In the winter of 2005, Ms. Stacom and her colleagues brokered the $918 million sale of MetLife’s former headquarters, One Madison Avenue, also known as the Metropolitan Life Tower, to SL Green Realty. The CBRE executives brokered MetLife’s purchase of 575 Fifth Avenue from Sterling Equities for $385 million a few months later.
“Robert’s been the same through good markets and bad markets,” said John Vickers, the chairman and chief executive officer of Tishman Realty Corporation and someone who has worked with Mr. Merck and MetLife for over 20 years. “We’ve been through 9/11, 2008 and a lot of ups and downs, and both he and the institution have always been stand-up people. They don’t get overexcited when markets are hot and they don’t panic when there’s a problem.”
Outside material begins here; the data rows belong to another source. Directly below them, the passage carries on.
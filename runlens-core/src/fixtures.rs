//! Manifest fixtures shared by unit tests

use serde_json::{Map, Value, json};

/// Build a workflow manifest with the given status block, nodes and templates
pub fn workflow(status: Value, nodes: Vec<(String, Value)>, templates: Vec<Value>) -> Value {
    let mut status = status;
    let mut map = Map::new();
    for (id, node) in nodes {
        map.insert(id, node);
    }
    status["nodes"] = Value::Object(map);

    json!({
        "metadata": {
            "name": "fixture-wf-x7k2p",
            "uid": "5c1c0d43-uid",
            "labels": {
                "pipeline/runid": "run-123",
                "workflows.argoproj.io/phase": status["phase"].clone()
            },
            "annotations": {
                "pipelines.kubeflow.org/run_name": "fixture-run"
            }
        },
        "spec": { "templates": templates },
        "status": status
    })
}

/// A pod node started at midnight; terminal phases finish five seconds later
pub fn pod(id: &str, template: &str, display: &str, phase: &str) -> (String, Value) {
    let finished = match phase {
        "Succeeded" | "Failed" | "Skipped" => Some("2024-01-01T00:00:05Z"),
        _ => None,
    };
    pod_timed(id, template, display, phase, Some("2024-01-01T00:00:00Z"), finished)
}

pub fn pod_timed(
    id: &str,
    template: &str,
    display: &str,
    phase: &str,
    started_at: Option<&str>,
    finished_at: Option<&str>,
) -> (String, Value) {
    (
        id.to_string(),
        json!({
            "id": id,
            "name": format!("fixture-wf-x7k2p.{}", template),
            "type": "Pod",
            "templateName": template,
            "displayName": display,
            "phase": phase,
            "startedAt": started_at,
            "finishedAt": finished_at,
            "outputs": {
                "artifacts": [
                    { "name": "main-logs", "s3": { "key": format!("artifacts/{}/main.log", id) } }
                ]
            }
        }),
    )
}

/// A control-construct node (DAG, TaskGroup, ...) that the index drops
pub fn group(id: &str, node_type: &str, display: &str) -> (String, Value) {
    (
        id.to_string(),
        json!({
            "id": id,
            "type": node_type,
            "templateName": "not-a-template",
            "displayName": display,
            "phase": "Succeeded",
            "startedAt": "2024-01-01T00:00:00Z",
            "finishedAt": "2024-01-01T00:00:09Z"
        }),
    )
}

/// A template, optionally overriding its task display name
pub fn template(name: &str, display_override: Option<&str>) -> Value {
    let mut annotations = Map::new();
    if let Some(display) = display_override {
        annotations.insert(
            "pipelines.kubeflow.org/task_display_name".to_string(),
            Value::String(display.to_string()),
        );
    }

    json!({
        "name": name,
        "metadata": { "annotations": annotations },
        "outputs": { "artifacts": [] }
    })
}

/// A template with typed outputs declared through its component spec
pub fn template_with_outputs(name: &str, outputs: &[(&str, &str)]) -> Value {
    let spec_outputs: Vec<Value> = outputs
        .iter()
        .map(|(output, ty)| json!({ "name": output, "type": ty }))
        .collect();
    let artifacts: Vec<Value> = outputs
        .iter()
        .map(|(output, _)| {
            json!({
                "name": format!("{}-{}", name, output.to_lowercase()),
                "path": format!("/tmp/outputs/{}/data", output)
            })
        })
        .collect();
    let component_spec = json!({ "name": name, "outputs": spec_outputs }).to_string();

    json!({
        "name": name,
        "metadata": {
            "annotations": { "pipelines.kubeflow.org/component_spec": component_spec }
        },
        "outputs": { "artifacts": artifacts }
    })
}

/// A succeeded pod whose outputs match `template_with_outputs`
pub fn pod_with_outputs(id: &str, template: &str, outputs: &[&str]) -> (String, Value) {
    let (id, mut node) = pod(id, template, template, "Succeeded");
    let mut artifacts: Vec<Value> = outputs
        .iter()
        .map(|output| json!({ "name": format!("{}-{}", template, output.to_lowercase()) }))
        .collect();
    artifacts.push(json!({ "name": "main-logs" }));
    node["outputs"]["artifacts"] = Value::Array(artifacts);
    (id, node)
}
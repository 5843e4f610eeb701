//! Canned HTTP responder for client tests
//!
//! Serves the queued `(status, body)` pairs in order, one per connection,
//! and records each request line it receives.

use std::collections::VecDeque;
use std::sync::{Arc, Mutex};
use tokio::io::{AsyncReadExt, AsyncWriteExt};
use tokio::net::TcpListener;

pub(crate) struct TestServer {
    url: String,
    requests: Arc<Mutex<Vec<String>>>,
}

impl TestServer {
    pub(crate) fn url(&self) -> String {
        self.url.clone()
    }

    /// Request lines seen so far, e.g. `GET /apis/v1beta1/runs/r HTTP/1.1`
    pub(crate) fn requests(&self) -> Vec<String> {
        self.requests.lock().unwrap().clone()
    }
}

pub(crate) async fn serve(responses: Vec<(u16, String)>) -> TestServer {
    let listener = TcpListener::bind("127.0.0.1:0").await.unwrap();
    let addr = listener.local_addr().unwrap();
    let requests = Arc::new(Mutex::new(Vec::new()));
    let seen = requests.clone();
    let mut queue: VecDeque<(u16, String)> = responses.into();

    tokio::spawn(async move {
        while let Some((status, body)) = queue.pop_front() {
            let Ok((mut socket, _)) = listener.accept().await else {
                return;
            };

            let mut buf = vec![0u8; 16 * 1024];
            let mut read = 0;
            loop {
                let n = socket.read(&mut buf[read..]).await.unwrap_or(0);
                read += n;
                if n == 0 || buf[..read].windows(4).any(|w| w == b"\r\n\r\n") {
                    break;
                }
            }
            let head = String::from_utf8_lossy(&buf[..read]);
            if let Some(line) = head.lines().next() {
                seen.lock().unwrap().push(line.to_string());
            }

            let reply = format!(
                "HTTP/1.1 {} Canned\r\ncontent-type: application/json\r\ncontent-length: {}\r\nconnection: close\r\n\r\n{}",
                status,
                body.len(),
                body
            );
            socket.write_all(reply.as_bytes()).await.unwrap();
            socket.shutdown().await.unwrap();
        }
    });

    TestServer {
        url: format!("http://{}", addr),
        requests,
    }
}
//! Log and artifact retrieval
//!
//! Payloads are pulled through an injected `ArtifactFetcher` (normally the
//! platform client). The platform hands back base64 text; output artifacts
//! are additionally tar archives, gzip-compressed or not.

use async_trait::async_trait;
use base64::Engine as _;
use base64::engine::general_purpose::STANDARD as BASE64;
use flate2::read::GzDecoder;
use std::collections::BTreeMap;
use std::io::{Cursor, Read};
use tracing::{debug, info};

use crate::domain::node::{ExecutionNode, OutputType, OutputValue};
use crate::domain::run::RunManifest;
use crate::error::{Error, Result};

/// Error returned by a fetcher implementation
pub type FetchError = Box<dyn std::error::Error + Send + Sync>;

/// Archive member holding a component output value
const DATA_MEMBER: &str = "data";

/// Capability to read a node artifact from the platform
#[async_trait]
pub trait ArtifactFetcher: Send + Sync {
    /// Read one artifact of one node
    ///
    /// # Returns
    /// The artifact payload as base64 text
    async fn read_artifact(
        &self,
        run_id: &str,
        node_id: &str,
        artifact_name: &str,
    ) -> std::result::Result<String, FetchError>;
}

/// How a fetched payload should be interpreted
#[derive(Debug, Clone, Copy, PartialEq, Eq)]
pub enum PayloadKind {
    /// Decoded bytes are UTF-8 text (logs)
    Text,
    /// Decoded bytes are a tar archive of UTF-8 members (outputs)
    Archive,
}

/// A decoded payload
#[derive(Debug, Clone, PartialEq, Eq)]
pub enum Payload {
    Text(String),
    Archive(BTreeMap<String, String>),
}

/// Decode a base64 payload
pub fn decode_payload(encoded: &str) -> Result<Vec<u8>> {
    Ok(BASE64.decode(encoded.trim())?)
}

/// Unpack a tar archive held in memory into member name → text
///
/// Gzip-compressed archives are detected by their magic bytes.
pub fn unpack_archive(bytes: &[u8]) -> Result<BTreeMap<String, String>> {
    if bytes.starts_with(&[0x1f, 0x8b]) {
        let mut inflated = Vec::new();
        GzDecoder::new(bytes)
            .read_to_end(&mut inflated)
            .map_err(Error::Archive)?;
        return read_tar(&inflated);
    }

    read_tar(bytes)
}

fn read_tar(bytes: &[u8]) -> Result<BTreeMap<String, String>> {
    let mut archive = tar::Archive::new(Cursor::new(bytes));
    let mut members = BTreeMap::new();

    for entry in archive.entries().map_err(Error::Archive)? {
        let mut entry = entry.map_err(Error::Archive)?;
        if !entry.header().entry_type().is_file() {
            continue;
        }

        let name = entry
            .path()
            .map_err(Error::Archive)?
            .to_string_lossy()
            .into_owned();
        let mut content = Vec::new();
        entry.read_to_end(&mut content).map_err(Error::Archive)?;

        members.insert(name, String::from_utf8(content)?);
    }

    Ok(members)
}

/// Coerce an output's text to its declared type
pub fn coerce_output(name: &str, text: &str, declared: OutputType) -> Result<OutputValue> {
    let coercion_error = |reason: String| Error::Coercion {
        name: name.to_string(),
        declared: declared.to_string(),
        reason,
    };

    match declared {
        OutputType::Integer => text
            .trim()
            .parse::<i64>()
            .map(OutputValue::Integer)
            .map_err(|e| coercion_error(e.to_string())),
        OutputType::Float => text
            .trim()
            .parse::<f64>()
            .map(OutputValue::Float)
            .map_err(|e| coercion_error(e.to_string())),
        OutputType::Boolean => match text.trim().to_ascii_lowercase().as_str() {
            "true" => Ok(OutputValue::Boolean(true)),
            "false" => Ok(OutputValue::Boolean(false)),
            other => Err(coercion_error(format!("'{}' is not a boolean", other))),
        },
        OutputType::String => Ok(OutputValue::String(text.to_string())),
        OutputType::JsonObject => serde_json::from_str(text)
            .map(OutputValue::Json)
            .map_err(|e| coercion_error(e.to_string())),
    }
}

impl RunManifest {
    /// Fetch and decode one artifact of a node
    ///
    /// # Errors
    /// Fails without fetching when the artifact is not declared on the node
    /// or when no fetcher is attached.
    pub async fn pull_raw(
        &self,
        node: &ExecutionNode,
        artifact_name: &str,
        kind: PayloadKind,
    ) -> Result<Payload> {
        let bytes = self.fetch_bytes(node, artifact_name).await?;

        match kind {
            PayloadKind::Text => Ok(Payload::Text(String::from_utf8(bytes)?)),
            PayloadKind::Archive => Ok(Payload::Archive(unpack_archive(&bytes)?)),
        }
    }

    /// Container logs of a node
    pub async fn pull_logs(&self, node: &ExecutionNode) -> Result<String> {
        let bytes = self.fetch_bytes(node, &self.schema().log_artifact).await?;
        Ok(String::from_utf8(bytes)?)
    }

    /// Members of an archived output artifact
    pub async fn pull_artifact(
        &self,
        node: &ExecutionNode,
        artifact_name: &str,
    ) -> Result<BTreeMap<String, String>> {
        let bytes = self.fetch_bytes(node, artifact_name).await?;
        unpack_archive(&bytes)
    }

    async fn fetch_bytes(&self, node: &ExecutionNode, artifact_name: &str) -> Result<Vec<u8>> {
        if node.artifact(artifact_name).is_none() {
            return Err(Error::UndeclaredArtifact {
                node_id: node.id.clone(),
                name: artifact_name.to_string(),
                declared: node.artifact_names(),
            });
        }

        let fetcher = self.fetcher().ok_or(Error::NoFetcher)?;

        debug!(
            run_id = %self.run_id(),
            node_id = %node.id,
            artifact = artifact_name,
            "Reading artifact"
        );
        let encoded = fetcher
            .read_artifact(self.run_id(), &node.id, artifact_name)
            .await
            .map_err(Error::Fetch)?;

        decode_payload(&encoded)
    }

    /// All typed outputs of a node, coerced to their declared types
    ///
    /// Artifacts without a declared type (logs, untyped files) are skipped.
    /// With `normalize`, the `"{template}-"` prefix the engine adds to
    /// output names is stripped from the keys.
    pub async fn pull_outputs(
        &self,
        node: &ExecutionNode,
        normalize: bool,
    ) -> Result<BTreeMap<String, OutputValue>> {
        let mut outputs = BTreeMap::new();

        for artifact in &node.artifacts {
            let Some(declared) = artifact.declared_type else {
                continue;
            };

            let members = self.pull_artifact(node, &artifact.name).await?;
            let text = data_member(&artifact.name, &members)?;
            let value = coerce_output(&artifact.name, text, declared)?;

            let key = match (&node.template_name, normalize) {
                (Some(template), true) => artifact
                    .name
                    .strip_prefix(&format!("{}-", template))
                    .unwrap_or(&artifact.name)
                    .to_string(),
                _ => artifact.name.clone(),
            };
            outputs.insert(key, value);
        }

        info!(node_id = %node.id, outputs = outputs.len(), "Pulled node outputs");
        Ok(outputs)
    }
}

/// The member holding an output value: `data`, or the only member
fn data_member<'a>(name: &str, members: &'a BTreeMap<String, String>) -> Result<&'a str> {
    if let Some(text) = members.get(DATA_MEMBER) {
        return Ok(text);
    }

    match members.values().collect::<Vec<_>>().as_slice() {
        [only] => Ok(only.as_str()),
        _ => Err(Error::MissingDataMember(name.to_string())),
    }
}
MetLife provided a $162 million five-year loan to Tishman Realty in the summer of 2012 to refinance the Sheraton Chicago Hotel & Towers and a $258 million five-year loan to refinance the Westin New York at Times Square in the fall of 2012. In the summer of 2007, MetLife, Tishman Realty and a private equity fund partnered to develop InterContinental New York Times Square Hotel, which opened in July 2010. The total cost of development was $490 million, an anonymous source familiar with the transaction said. A group of lenders led by the Union Labor Life Insurance Company provided a $355 million loan, while the balance of the development was paid for with equity, which MetLife provided the majority of, that person said.
For many top life insurance lenders—MetLife, Prudential and New York Life among them—the 2008 financial crisis had less of an impact on their commercial mortgage businesses than the respective operations of banks and CMBS lenders, according to several industry experts. As a result, life companies became a major lending presence in the market, filling a void left after Wall Street pulled back during the collapse.
“We were able to take advantage of the market very quickly when opportunities came up in late 2009 and then in 2010 and 2011,” Mr. Merck said. He and his team also took note of the aggressive lending approaches that got so many other financial institutions in trouble and dialed back their loan-to-value requisites to about 65 percent from the industry average of 75 percent and, in some cases, higher.
Still, total origination volumes among life insurance lenders took a hit during those challenging years, dropping from $51.7 billion in 2007 to $30.9 billion in 2008 and $17 billion in 2009, according to MBA data. Life company origination volumes rebounded to $49.3 billion in 2011 and $50.5 billion in 2012 and were up 19 percent in the first three quarters of 2013 compared with the first three quarters of 2012.
Now, with banks and CMBS lenders back in action, Mr. Merck and his team at MetLife face steeper competition than they did a few years ago. “The competitive dynamics affect them the same as the real estate investment trusts and any other real estate investor in terms of demand for the properties, cap rates in the industry and so on,” said Mr. Bass of Citigroup. “MetLife is the leader among their competitors, but they are not immune to market pressures.”
In his straightforward southern tone, Mr. Merck said he is not the least bit phased by those pressures. “We compete in the top markets on the top properties, because we’re able to write a single check for a loan on a large property,” he told Mortgage Observer. “Our position hasn’t changed. The only thing that has changed is that the spreads have gotten tighter.”